Many books have been called unfilmable, but in the case of Isabel Wilkerson’s 2020 best-seller Caste: The Origins of Our Discontents, that label would hardly be an exaggeration. To start, it’s a nearly 500-page nonfiction dissertation with a heady, ambitious thesis about the foundations of social hierarchies across human history. As such, it pulls in anecdotes from sources as diverse as the Jim Crow South, 1930s Nazi Germany and an anthrax outbreak in the Siberian tundra in 2016.

But what captivated director Ava DuVernay in the pages was the abundance of intimate human relationships woven throughout. Her last documentary (2016’s 13th) garnered an Emmy and an Oscar nomination, yet as she read Caste, she began envisioning a narrative feature, especially after learning about Wilkerson’s personal journey of love and loss as she researched and wrote the book.

“It’s the life and work of Isabel Wilkerson, and it’s just as much about her process writing the book as it is [about] the book,” DuVernay says of Origin, which cinematically depicts the workings of Isabel’s mind as she pounds the pavement, from her home in Georgia to Berlin to New Delhi, drawing connections among myriad historical and current events — all as she weathers the deaths of, in succession, her husband, mother and cousin. DuVernay spent hours on Zoom and in person interviewing Wilkerson, who took no other role on the film. “For two years, there was nothing she wouldn’t tell me if I asked. She gifted [her story] to me and allowed me to run with it, so what you see is grace and generosity,” the director says.

The project was originally set up at Netflix, which eyed a 2024 shoot.

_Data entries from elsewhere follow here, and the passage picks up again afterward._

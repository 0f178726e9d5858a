//! Error types and handling
//!
//! Errors are layered the way the swarm is layered: a [`TransportError`]
//! comes from the browser driver, an [`AuthError`] from the login flow,
//! a [`SessionError`] from one endpoint's lifecycle, and a [`SwarmError`]
//! from anything spanning several sessions. Every type implements
//! [`ChorusErrorExt`] so the CLI can show a hint instead of a raw message.
//!
//! Credentials never appear in any message. Authentication failures name
//! the failing step only.

use crate::types::SessionState;
use std::time::Duration;
use thiserror::Error;

/// Extra context attached to every Chorus error
pub trait ChorusErrorExt {
    /// Returns a short, user-facing hint for the error
    fn user_hint(&self) -> &str;

    /// Returns whether retrying the same operation can succeed
    ///
    /// Recoverable errors leave the session usable. Non-recoverable ones
    /// need the session (or the whole swarm) to be rebuilt.
    fn is_recoverable(&self) -> bool;
}

/// Failure reported by a [`Transport`](crate::Transport) implementation
#[derive(Debug, Clone, Error, PartialEq, Eq)]
pub enum TransportError {
    #[error("Element not found: {0}")]
    ElementNotFound(String),

    #[error("Element not interactable: {0}")]
    NotInteractable(String),

    #[error("Driver protocol error: {0}")]
    Protocol(String),

    #[error("Driver connection failed: {0}")]
    Connection(String),

    #[error("Driver request timed out")]
    Timeout,

    /// The capability is not implemented by this transport
    #[error("Unsupported transport capability: {0}")]
    Unsupported(&'static str),
}

impl ChorusErrorExt for TransportError {
    fn user_hint(&self) -> &str {
        match self {
            Self::ElementNotFound(_) => "The page layout changed. The endpoint profile may need new selectors",
            Self::NotInteractable(_) => "The page is not accepting input. Check for an overlay or popup",
            Self::Protocol(_) => "The browser driver rejected a command",
            Self::Connection(_) => "Cannot reach the browser driver. Is it running?",
            Self::Timeout => "The browser driver took too long to answer",
            Self::Unsupported(_) => "This transport does not support the requested action",
        }
    }

    fn is_recoverable(&self) -> bool {
        !matches!(self, Self::Connection(_) | Self::Unsupported(_))
    }
}

/// Login flow failure
#[derive(Debug, Clone, Error, PartialEq, Eq)]
pub enum AuthError {
    #[error("Missing credentials: set {uname_var} and {pwd_var}")]
    MissingCredentials { uname_var: String, pwd_var: String },

    #[error("Username rejected by endpoint")]
    BadUsername,

    #[error("Password rejected by endpoint")]
    BadPassword,

    #[error("Account blocked by endpoint")]
    AccountBlocked,

    /// A required login step could not be performed
    #[error("Login flow broken at step {step}: {reason}")]
    FlowBroken { step: usize, reason: String },
}

impl ChorusErrorExt for AuthError {
    fn user_hint(&self) -> &str {
        match self {
            Self::MissingCredentials { .. } => "Export the credential variables or set skip_login",
            Self::BadUsername => "Check the configured username",
            Self::BadPassword => "Check the configured password",
            Self::AccountBlocked => "The account is blocked. Log in manually to resolve it",
            Self::FlowBroken { .. } => "The login page changed. The endpoint profile may need updating",
        }
    }

    fn is_recoverable(&self) -> bool {
        false
    }
}

/// Failure of a single session
#[derive(Debug, Clone, Error, PartialEq, Eq)]
pub enum SessionError {
    /// The transport for this session could not be created
    #[error("Session {tag} failed to start: {source}")]
    Bootstrap {
        tag: String,
        #[source]
        source: TransportError,
    },

    #[error("Bot challenge still present after {attempts} attempts")]
    Verification { attempts: u32 },

    #[error("Authentication failed: {0}")]
    Auth(#[from] AuthError),

    #[error("No response after {polls} polls")]
    NoResponse { polls: u32 },

    #[error("Operation not supported by this endpoint: {0}")]
    UnsupportedOperation(&'static str),

    #[error("Transport error: {0}")]
    Transport(#[from] TransportError),

    #[error("Session not ready (state: {0})")]
    NotReady(SessionState),

    #[error("Nothing to regenerate: no prompt has been sent")]
    NothingToRegenerate,

    #[error("Prompt area never became interactive")]
    NotInteractive,

    #[error("Unknown endpoint kind: {0}")]
    UnknownKind(String),

    #[error("Unknown session tag: {0}")]
    UnknownTag(String),

    #[error("Operation timed out after {0:?}")]
    TimedOut(Duration),

    /// The worker driving this session died before reporting
    #[error("Session task aborted: {0}")]
    Aborted(String),
}

impl ChorusErrorExt for SessionError {
    fn user_hint(&self) -> &str {
        match self {
            Self::Bootstrap { .. } => "Could not open a browser for this session. Check the webdriver settings",
            Self::Verification { .. } => "A bot challenge blocked the page. Try without headless mode",
            Self::Auth(e) => e.user_hint(),
            Self::NoResponse { .. } => "The endpoint did not answer. Try again",
            Self::UnsupportedOperation(_) => "This endpoint does not support that action",
            Self::Transport(e) => e.user_hint(),
            Self::NotReady(_) => "The session is not ready. Wait or reset it",
            Self::NothingToRegenerate => "Send a prompt before regenerating",
            Self::NotInteractive => "The chat input never appeared. The endpoint may be down",
            Self::UnknownKind(_) => "Run 'chorus kinds' to list the known endpoint kinds",
            Self::UnknownTag(_) => "Check the session tags in config.toml",
            Self::TimedOut(_) => "The session took too long and was marked failed",
            Self::Aborted(_) => "The session worker crashed. Check the logs",
        }
    }

    fn is_recoverable(&self) -> bool {
        match self {
            Self::NoResponse { .. }
            | Self::UnsupportedOperation(_)
            | Self::NotReady(_)
            | Self::NothingToRegenerate
            | Self::TimedOut(_)
            | Self::UnknownTag(_) => true,
            Self::Transport(e) => e.is_recoverable(),
            _ => false,
        }
    }
}

/// Failure of an operation that spans the swarm
#[derive(Debug, Error)]
pub enum SwarmError {
    #[error("Configuration error: {0}")]
    Config(String),

    #[error("Conversation needs exactly 2 sessions, found {found}")]
    HeadCount { found: usize },

    #[error("Conversation has not been started")]
    ConversationNotStarted,

    #[error("Session {tag}: {source}")]
    Session {
        tag: String,
        #[source]
        source: SessionError,
    },

    #[error("Transcript error: {0}")]
    Transcript(String),

    #[error("IO error: {0}")]
    Io(#[from] std::io::Error),
}

impl ChorusErrorExt for SwarmError {
    fn user_hint(&self) -> &str {
        match self {
            Self::Config(_) => "Check your config.toml file for errors",
            Self::HeadCount { .. } => "Configure exactly two sessions for a conversation",
            Self::ConversationNotStarted => "Start the conversation before continuing it",
            Self::Session { source, .. } => source.user_hint(),
            Self::Transcript(_) => "Could not write the transcript. Check save_path",
            Self::Io(_) => "File system operation failed",
        }
    }

    fn is_recoverable(&self) -> bool {
        match self {
            Self::Config(_) | Self::HeadCount { .. } => false,
            Self::Session { source, .. } => source.is_recoverable(),
            _ => true,
        }
    }
}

That was too late for DuVernay, who wanted audiences to have time to see and digest the film’s ideas well ahead of the 2024 U.S. election. “My hope is that it instigates some conversation about things we should be focusing on in this country as we head toward an election — hey, anybody see we’re taking books off shelves? Women can’t control their own bodies? Are we going to do something? I felt an urgency around getting it out there,” the helmer says. “That timeline was a little more escalated than [Netflix] had the appetite for, and they were good enough to let it go.”

DuVernay convinced several boldfaced names to serve as day players, including Nick Offerman

DuVernay convinced several boldfaced names to serve as day players, including Nick Offerman (right).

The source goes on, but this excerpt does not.